День как день, ведь решена задача:
Все – умрут
Александр Блок
Осмысление смерти – почти попытка вычерпать море наперстком. Сознание неизбежности собственной кончины, тем не менее, никогда не позволило бы теме смерти перестать волновать людские сердца. «И даже рифмы нет короче, глухой крылатой рифмы – смерть», — в 1907 году пишет Блок.
(О, не об этом ли в «Новогоднем» напишет Цветаева:
«Ибо правильно толкуя слово
Рифма – что – как не – целый ряд новых
Рифм – Смерть?»)
Здесь необходимо упомянуть о том, что в творчестве Блока – и в творчестве символизма, к которому поэт примыкал в начале собственного литературного пути – тема смерти играет одну из важнейших ролей, составляя антитезу опостылевшей реальной жизни –
О чем он спорит с мглою будней,
Сей праздный звон,
Тем кажется железней, беспробудней
Мой мертвый сон,
или, напротив, кажется пугающей в своей окончательности действительностью – «все – умрут». Цикл «Пляски смерти» представляет мотив дурной бесконечности, перед которой не властны ни жизнь, ни смерть. Все неизменно – «умрешь, начнешь опять сначала». Однако бесконечность человеческой жизни, прервать которую – единственное желание лирического героя, характерно не только для периода «синтеза» (3ей книги, к которой относятся предложенные цитаты).
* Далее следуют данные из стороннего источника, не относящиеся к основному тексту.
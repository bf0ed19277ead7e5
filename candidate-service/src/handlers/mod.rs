pub mod candidates;
pub mod health;
pub mod history;
pub mod legacy;

pub use health::health_check;

use axum::{http::Method, http::StatusCode, response::IntoResponse, Json};
use serde_json::json;

/// Bare 200 for OPTIONS requests that reach the router (the CORS layer
/// answers real preflights before they get here).
pub async fn preflight() -> StatusCode {
    StatusCode::OK
}

pub async fn method_not_allowed(method: Method) -> impl IntoResponse {
    tracing::warn!(%method, "Method not allowed");
    (
        StatusCode::METHOD_NOT_ALLOWED,
        Json(json!({ "success": false, "error": "Method not allowed" })),
    )
}
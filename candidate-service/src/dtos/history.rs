use serde::Deserialize;
use serde_json::{json, Value};

use crate::models::HistoryEntry;

/// Body of POST on the history route. Presence of `action` and
/// `candidateName` is the only validation this route performs.
#[derive(Debug, Deserialize)]
#[serde(rename_all = "camelCase")]
pub struct AppendHistoryRequest {
    pub action: Option<String>,
    pub candidate_name: Option<String>,
    pub details: Option<String>,
}

/// Shapes a stored history entry for the API, with the identifier exposed as
/// a plain string `id`.
pub fn history_response(entry: HistoryEntry) -> Value {
    let id = entry.id.map(|oid| oid.to_hex());
    json!({
        "_id": id.clone(),
        "id": id,
        "action": entry.action,
        "candidateName": entry.candidate_name,
        "details": entry.details,
        "timestamp": entry.timestamp.to_rfc3339(),
        "date": entry.date,
        "time": entry.time,
    })
}

#[cfg(test)]
mod tests {
    use super::*;
    use mongodb::bson::oid::ObjectId;

    #[test]
    fn history_response_exposes_id_and_fields() {
        let mut entry = HistoryEntry::new(
            "Stage changed".to_string(),
            "Ada Lovelace".to_string(),
            Some("Applied -> Interview".to_string()),
        );
        let oid = ObjectId::new();
        entry.id = Some(oid);

        let json = history_response(entry);

        assert_eq!(json["id"], Value::String(oid.to_hex()));
        assert_eq!(json["action"], "Stage changed");
        assert_eq!(json["candidateName"], "Ada Lovelace");
        assert_eq!(json["details"], "Applied -> Interview");
        assert_eq!(json["date"].as_str().unwrap().len(), 10);
    }
}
«Вернись, вернись, нить не хочет тлеть –
Дай мне спокойно умереть», — цитата относится к стихотворению «Она веселой невестой была», написанному в 1905 году. «Миновали сотни и тысячи лет» — так протекает жизнь старухи-матери, навеки потерявшей дочь, обреченной прясть, мучить и мучить нити, лежащие на полу. «Никогда не умрет, никогда, никогда» — лексический повтор, характерный для данного стихотворения, также обуславливает бесконечность, один безликий замкнутый круг, в который превращена жизнь. Образ нити, не желающей истлеть, сопоставляется с существованием старухи. («Стара как лунь»). Противопоставлен ему образ «зеленого, как мир, сада», символизирующего желанное и недосягаемое посмертие. «Нежный, как отошедшая дочь» сад вечно глядится в окна несчастной матери.
«Вернись, вернись…»
Смерть в поэтическом мировоззрении Блока – всегда следствие тяжкой усталости, той, что рождена от долгой и трудной жизни. Нравственные страдания ли, или тоска по покинувшим, или осознание «страшного мира» и пустоты существования, но –
«Чем больше хочешь отдохнуть,
Тем жизнь страшней, тем жизнь страшней».
Нет, нельзя говорить о том, что черты декаданса были единственно главенствующими в творчестве Блока, однако его лирика исполнена если не тоской, то не отступающей грустью.
Но что же –
«Благословенны – жизни ток
И стылость смерти непреложной». (Андрей Белый, «Асе»).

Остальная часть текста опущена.